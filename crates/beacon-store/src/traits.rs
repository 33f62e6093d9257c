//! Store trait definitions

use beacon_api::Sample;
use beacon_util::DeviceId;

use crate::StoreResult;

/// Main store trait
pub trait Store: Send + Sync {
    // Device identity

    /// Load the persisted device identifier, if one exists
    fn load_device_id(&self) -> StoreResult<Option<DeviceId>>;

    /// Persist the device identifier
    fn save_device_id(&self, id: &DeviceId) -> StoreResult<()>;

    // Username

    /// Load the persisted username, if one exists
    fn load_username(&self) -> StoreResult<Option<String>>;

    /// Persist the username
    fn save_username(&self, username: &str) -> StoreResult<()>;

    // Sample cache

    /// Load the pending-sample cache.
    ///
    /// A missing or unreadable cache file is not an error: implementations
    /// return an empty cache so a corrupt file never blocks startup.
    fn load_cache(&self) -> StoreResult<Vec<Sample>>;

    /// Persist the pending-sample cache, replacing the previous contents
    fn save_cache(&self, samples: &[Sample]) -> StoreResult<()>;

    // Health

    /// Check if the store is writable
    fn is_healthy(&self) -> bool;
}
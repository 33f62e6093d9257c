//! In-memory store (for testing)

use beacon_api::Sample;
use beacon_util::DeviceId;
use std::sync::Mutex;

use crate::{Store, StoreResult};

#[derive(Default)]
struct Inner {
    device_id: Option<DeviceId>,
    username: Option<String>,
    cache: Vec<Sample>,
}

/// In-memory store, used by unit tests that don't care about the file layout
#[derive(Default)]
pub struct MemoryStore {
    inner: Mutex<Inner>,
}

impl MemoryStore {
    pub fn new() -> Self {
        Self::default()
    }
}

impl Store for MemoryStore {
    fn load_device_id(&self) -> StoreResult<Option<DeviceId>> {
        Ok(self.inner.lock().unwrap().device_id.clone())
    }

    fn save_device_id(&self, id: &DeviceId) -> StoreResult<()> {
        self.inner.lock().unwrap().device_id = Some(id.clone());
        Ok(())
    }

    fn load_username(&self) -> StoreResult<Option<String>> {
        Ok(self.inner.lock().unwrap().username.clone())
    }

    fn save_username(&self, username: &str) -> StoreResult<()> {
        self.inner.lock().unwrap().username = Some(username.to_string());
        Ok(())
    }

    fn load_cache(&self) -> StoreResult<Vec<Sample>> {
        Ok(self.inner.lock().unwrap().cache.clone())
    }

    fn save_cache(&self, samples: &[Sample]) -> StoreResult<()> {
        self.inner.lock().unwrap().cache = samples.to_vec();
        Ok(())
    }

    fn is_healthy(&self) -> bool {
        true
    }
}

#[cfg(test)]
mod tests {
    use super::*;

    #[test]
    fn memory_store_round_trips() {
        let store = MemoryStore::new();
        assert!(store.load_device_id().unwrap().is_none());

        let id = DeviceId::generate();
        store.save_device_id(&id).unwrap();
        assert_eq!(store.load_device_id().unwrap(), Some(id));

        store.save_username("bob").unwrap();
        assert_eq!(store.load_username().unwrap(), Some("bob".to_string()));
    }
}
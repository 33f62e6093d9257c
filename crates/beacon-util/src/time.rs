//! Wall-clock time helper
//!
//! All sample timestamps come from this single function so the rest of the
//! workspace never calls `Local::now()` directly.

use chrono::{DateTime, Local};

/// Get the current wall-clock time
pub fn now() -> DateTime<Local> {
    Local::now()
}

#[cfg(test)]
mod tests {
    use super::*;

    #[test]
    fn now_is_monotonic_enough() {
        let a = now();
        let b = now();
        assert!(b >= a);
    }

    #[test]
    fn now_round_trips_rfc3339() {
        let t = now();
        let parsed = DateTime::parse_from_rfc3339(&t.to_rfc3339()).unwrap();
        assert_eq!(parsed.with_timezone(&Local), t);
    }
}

...

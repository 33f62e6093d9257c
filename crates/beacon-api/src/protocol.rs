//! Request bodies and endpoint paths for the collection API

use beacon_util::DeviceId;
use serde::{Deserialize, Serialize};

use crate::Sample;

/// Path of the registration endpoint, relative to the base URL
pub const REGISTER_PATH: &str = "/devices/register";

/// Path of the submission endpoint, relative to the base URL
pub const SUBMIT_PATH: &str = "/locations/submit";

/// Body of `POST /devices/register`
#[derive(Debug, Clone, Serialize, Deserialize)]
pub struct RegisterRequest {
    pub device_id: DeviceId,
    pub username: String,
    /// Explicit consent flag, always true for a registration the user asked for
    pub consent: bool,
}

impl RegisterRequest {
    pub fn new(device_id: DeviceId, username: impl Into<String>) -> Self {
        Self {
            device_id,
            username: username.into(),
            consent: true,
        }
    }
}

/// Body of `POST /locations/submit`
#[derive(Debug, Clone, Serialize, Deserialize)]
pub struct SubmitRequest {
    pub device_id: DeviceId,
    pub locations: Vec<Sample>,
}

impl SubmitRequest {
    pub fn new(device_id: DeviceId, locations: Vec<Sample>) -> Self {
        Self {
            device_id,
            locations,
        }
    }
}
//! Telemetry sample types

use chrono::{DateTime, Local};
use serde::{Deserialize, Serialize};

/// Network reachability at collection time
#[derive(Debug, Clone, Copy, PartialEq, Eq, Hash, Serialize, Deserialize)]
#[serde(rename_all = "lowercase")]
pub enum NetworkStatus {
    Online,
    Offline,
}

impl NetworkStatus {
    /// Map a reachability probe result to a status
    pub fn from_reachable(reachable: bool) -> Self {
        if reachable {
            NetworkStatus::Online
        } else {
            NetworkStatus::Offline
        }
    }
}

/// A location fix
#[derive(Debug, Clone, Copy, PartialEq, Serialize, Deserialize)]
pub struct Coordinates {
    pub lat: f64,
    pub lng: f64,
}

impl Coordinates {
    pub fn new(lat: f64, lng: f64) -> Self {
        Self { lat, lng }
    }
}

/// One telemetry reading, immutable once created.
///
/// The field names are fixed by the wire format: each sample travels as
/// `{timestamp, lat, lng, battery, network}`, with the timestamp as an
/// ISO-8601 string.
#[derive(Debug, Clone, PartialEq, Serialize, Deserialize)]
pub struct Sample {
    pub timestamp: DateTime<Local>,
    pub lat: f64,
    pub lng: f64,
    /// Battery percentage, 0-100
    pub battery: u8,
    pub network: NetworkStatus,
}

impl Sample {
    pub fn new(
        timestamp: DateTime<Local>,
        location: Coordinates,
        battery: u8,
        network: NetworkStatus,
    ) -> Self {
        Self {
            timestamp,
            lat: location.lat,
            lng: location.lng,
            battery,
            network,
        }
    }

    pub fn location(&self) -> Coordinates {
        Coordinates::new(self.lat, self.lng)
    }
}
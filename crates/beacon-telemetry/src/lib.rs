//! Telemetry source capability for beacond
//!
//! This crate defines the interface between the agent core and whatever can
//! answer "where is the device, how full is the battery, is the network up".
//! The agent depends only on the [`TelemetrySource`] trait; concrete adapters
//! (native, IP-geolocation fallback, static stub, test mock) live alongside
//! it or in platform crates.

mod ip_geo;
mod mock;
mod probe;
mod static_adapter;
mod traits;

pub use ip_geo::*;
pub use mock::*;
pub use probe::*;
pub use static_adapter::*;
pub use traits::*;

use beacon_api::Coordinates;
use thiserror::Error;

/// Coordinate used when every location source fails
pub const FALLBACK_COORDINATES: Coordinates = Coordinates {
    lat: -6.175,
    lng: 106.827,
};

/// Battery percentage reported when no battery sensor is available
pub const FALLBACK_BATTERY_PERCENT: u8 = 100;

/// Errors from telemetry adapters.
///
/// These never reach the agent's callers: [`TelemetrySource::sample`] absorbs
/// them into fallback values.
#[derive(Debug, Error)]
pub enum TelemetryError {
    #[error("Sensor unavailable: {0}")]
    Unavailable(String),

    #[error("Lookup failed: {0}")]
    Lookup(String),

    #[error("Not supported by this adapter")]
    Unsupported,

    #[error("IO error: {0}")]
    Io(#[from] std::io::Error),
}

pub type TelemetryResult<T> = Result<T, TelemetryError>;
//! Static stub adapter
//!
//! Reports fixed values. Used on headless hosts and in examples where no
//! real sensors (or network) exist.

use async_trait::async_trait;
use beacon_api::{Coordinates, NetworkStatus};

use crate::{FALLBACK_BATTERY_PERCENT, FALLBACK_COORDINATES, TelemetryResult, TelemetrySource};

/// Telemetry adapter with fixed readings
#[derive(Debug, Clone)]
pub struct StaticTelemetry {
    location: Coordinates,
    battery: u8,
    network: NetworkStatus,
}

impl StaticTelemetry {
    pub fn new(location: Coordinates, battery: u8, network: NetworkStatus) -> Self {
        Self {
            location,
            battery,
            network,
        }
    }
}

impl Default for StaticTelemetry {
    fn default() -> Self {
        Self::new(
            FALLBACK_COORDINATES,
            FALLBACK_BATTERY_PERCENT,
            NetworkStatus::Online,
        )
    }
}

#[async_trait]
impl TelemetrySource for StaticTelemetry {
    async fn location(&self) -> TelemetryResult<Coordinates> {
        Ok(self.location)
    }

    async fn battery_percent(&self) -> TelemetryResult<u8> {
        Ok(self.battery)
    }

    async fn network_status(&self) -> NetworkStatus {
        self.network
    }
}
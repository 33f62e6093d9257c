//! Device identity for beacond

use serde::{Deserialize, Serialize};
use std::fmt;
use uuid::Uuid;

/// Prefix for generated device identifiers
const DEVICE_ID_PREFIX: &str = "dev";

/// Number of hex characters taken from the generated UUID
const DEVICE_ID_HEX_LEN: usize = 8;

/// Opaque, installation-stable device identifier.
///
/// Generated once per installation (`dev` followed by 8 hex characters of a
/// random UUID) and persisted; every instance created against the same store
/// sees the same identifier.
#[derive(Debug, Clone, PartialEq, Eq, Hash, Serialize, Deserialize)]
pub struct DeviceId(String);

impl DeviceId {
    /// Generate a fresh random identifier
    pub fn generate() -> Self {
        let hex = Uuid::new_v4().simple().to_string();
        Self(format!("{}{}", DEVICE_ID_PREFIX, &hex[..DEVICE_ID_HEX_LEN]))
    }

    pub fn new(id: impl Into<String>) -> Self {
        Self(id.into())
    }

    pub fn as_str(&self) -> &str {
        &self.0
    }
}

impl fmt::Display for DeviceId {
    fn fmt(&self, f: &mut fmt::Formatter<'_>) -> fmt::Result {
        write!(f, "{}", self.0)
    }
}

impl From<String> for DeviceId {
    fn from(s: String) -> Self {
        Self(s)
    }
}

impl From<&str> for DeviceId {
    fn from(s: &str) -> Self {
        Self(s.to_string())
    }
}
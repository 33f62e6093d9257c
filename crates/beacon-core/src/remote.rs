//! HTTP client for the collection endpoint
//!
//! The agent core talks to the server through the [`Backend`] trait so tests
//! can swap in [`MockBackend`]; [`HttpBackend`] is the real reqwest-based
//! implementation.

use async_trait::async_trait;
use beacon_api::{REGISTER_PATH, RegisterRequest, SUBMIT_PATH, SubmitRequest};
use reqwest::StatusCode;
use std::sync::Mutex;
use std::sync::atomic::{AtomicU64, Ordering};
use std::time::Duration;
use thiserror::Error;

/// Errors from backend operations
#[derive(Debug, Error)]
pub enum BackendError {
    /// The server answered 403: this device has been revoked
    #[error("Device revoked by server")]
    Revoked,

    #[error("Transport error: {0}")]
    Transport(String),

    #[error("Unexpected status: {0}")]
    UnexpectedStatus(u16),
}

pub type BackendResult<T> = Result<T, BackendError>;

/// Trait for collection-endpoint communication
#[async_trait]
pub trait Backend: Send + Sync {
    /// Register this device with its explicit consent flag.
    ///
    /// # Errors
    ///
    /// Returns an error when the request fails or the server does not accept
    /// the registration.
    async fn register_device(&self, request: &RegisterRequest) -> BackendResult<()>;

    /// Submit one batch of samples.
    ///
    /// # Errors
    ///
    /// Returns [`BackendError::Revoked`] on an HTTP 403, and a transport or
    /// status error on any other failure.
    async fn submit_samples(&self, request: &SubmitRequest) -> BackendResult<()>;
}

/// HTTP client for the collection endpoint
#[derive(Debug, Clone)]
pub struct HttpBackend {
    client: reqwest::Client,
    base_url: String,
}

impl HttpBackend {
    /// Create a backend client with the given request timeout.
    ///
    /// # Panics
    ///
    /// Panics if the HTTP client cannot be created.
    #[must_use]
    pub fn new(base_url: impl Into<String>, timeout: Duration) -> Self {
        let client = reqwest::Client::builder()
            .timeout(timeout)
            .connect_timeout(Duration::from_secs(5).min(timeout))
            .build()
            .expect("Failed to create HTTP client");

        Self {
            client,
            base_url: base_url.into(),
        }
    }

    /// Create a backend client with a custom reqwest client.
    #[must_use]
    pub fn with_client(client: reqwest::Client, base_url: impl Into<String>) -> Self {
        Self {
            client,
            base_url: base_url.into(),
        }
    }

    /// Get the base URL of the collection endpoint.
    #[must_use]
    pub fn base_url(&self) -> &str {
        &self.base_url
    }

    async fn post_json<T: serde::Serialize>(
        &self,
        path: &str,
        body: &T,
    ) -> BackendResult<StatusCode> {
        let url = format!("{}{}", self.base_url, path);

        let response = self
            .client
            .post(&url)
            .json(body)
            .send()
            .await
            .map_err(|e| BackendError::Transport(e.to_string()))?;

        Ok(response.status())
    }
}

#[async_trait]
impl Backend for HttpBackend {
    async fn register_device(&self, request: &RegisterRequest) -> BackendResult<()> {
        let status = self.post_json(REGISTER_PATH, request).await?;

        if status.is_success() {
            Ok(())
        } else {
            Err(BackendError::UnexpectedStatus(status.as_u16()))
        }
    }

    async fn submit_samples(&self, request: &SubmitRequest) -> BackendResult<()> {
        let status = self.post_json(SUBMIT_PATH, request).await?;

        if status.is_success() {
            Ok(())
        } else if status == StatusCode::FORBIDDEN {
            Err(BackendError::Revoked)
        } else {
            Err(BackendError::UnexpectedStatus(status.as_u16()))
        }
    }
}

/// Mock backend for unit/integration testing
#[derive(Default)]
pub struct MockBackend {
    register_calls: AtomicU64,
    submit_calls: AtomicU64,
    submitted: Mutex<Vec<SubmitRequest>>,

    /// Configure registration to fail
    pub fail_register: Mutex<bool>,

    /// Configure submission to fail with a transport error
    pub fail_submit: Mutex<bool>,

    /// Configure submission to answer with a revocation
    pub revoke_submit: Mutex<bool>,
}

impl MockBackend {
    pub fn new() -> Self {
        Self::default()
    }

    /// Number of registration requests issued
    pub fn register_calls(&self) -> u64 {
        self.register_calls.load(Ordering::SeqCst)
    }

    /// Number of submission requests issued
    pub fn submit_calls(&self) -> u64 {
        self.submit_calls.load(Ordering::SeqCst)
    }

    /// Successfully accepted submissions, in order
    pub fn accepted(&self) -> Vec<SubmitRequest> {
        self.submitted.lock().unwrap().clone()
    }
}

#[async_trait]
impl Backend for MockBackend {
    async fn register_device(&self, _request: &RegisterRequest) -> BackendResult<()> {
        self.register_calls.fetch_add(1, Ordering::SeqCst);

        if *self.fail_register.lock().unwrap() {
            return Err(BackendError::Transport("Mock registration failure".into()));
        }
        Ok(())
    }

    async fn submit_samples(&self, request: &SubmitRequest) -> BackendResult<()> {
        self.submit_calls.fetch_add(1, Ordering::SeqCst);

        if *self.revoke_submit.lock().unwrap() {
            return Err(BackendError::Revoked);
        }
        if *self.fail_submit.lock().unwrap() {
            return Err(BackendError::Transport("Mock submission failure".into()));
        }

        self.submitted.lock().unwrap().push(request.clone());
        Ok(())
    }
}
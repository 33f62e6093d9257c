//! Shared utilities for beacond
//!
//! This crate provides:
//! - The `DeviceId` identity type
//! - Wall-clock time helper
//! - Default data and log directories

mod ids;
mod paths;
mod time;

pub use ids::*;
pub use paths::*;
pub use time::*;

--

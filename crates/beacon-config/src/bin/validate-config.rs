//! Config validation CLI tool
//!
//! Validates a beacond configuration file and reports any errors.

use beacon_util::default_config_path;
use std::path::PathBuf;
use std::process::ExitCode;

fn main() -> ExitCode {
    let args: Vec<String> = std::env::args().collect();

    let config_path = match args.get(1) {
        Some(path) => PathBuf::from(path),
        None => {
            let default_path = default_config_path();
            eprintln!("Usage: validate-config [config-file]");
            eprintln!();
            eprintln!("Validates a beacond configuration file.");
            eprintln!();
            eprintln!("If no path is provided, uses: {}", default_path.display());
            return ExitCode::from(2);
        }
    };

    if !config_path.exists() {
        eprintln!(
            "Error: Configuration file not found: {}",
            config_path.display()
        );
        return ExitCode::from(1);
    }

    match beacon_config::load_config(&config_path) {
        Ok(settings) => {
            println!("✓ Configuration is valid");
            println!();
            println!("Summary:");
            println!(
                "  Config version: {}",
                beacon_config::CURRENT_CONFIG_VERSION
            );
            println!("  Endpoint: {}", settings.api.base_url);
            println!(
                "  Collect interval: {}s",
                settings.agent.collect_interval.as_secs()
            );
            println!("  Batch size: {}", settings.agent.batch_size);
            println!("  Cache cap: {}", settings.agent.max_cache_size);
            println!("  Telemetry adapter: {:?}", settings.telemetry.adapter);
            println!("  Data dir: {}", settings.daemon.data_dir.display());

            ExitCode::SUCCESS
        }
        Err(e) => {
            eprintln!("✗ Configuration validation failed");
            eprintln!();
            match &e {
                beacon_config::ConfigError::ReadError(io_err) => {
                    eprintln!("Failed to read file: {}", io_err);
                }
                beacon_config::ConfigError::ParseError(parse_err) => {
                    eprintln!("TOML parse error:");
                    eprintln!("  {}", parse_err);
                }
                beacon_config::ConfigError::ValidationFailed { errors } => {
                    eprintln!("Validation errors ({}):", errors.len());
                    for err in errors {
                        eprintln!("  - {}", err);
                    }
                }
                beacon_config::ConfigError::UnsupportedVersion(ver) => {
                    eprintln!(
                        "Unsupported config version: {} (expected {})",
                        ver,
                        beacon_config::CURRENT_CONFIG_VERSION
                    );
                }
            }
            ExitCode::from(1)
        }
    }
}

> **REQUIREMENT**:
Gather every line from the entries above where the word "Number" appears, and copy them.

> **ANSWER TO THIS PROBLEM**:
/// Number of hex characters taken from the generated UUID
    /// Number of registration requests issued
    /// Number of submission requests issued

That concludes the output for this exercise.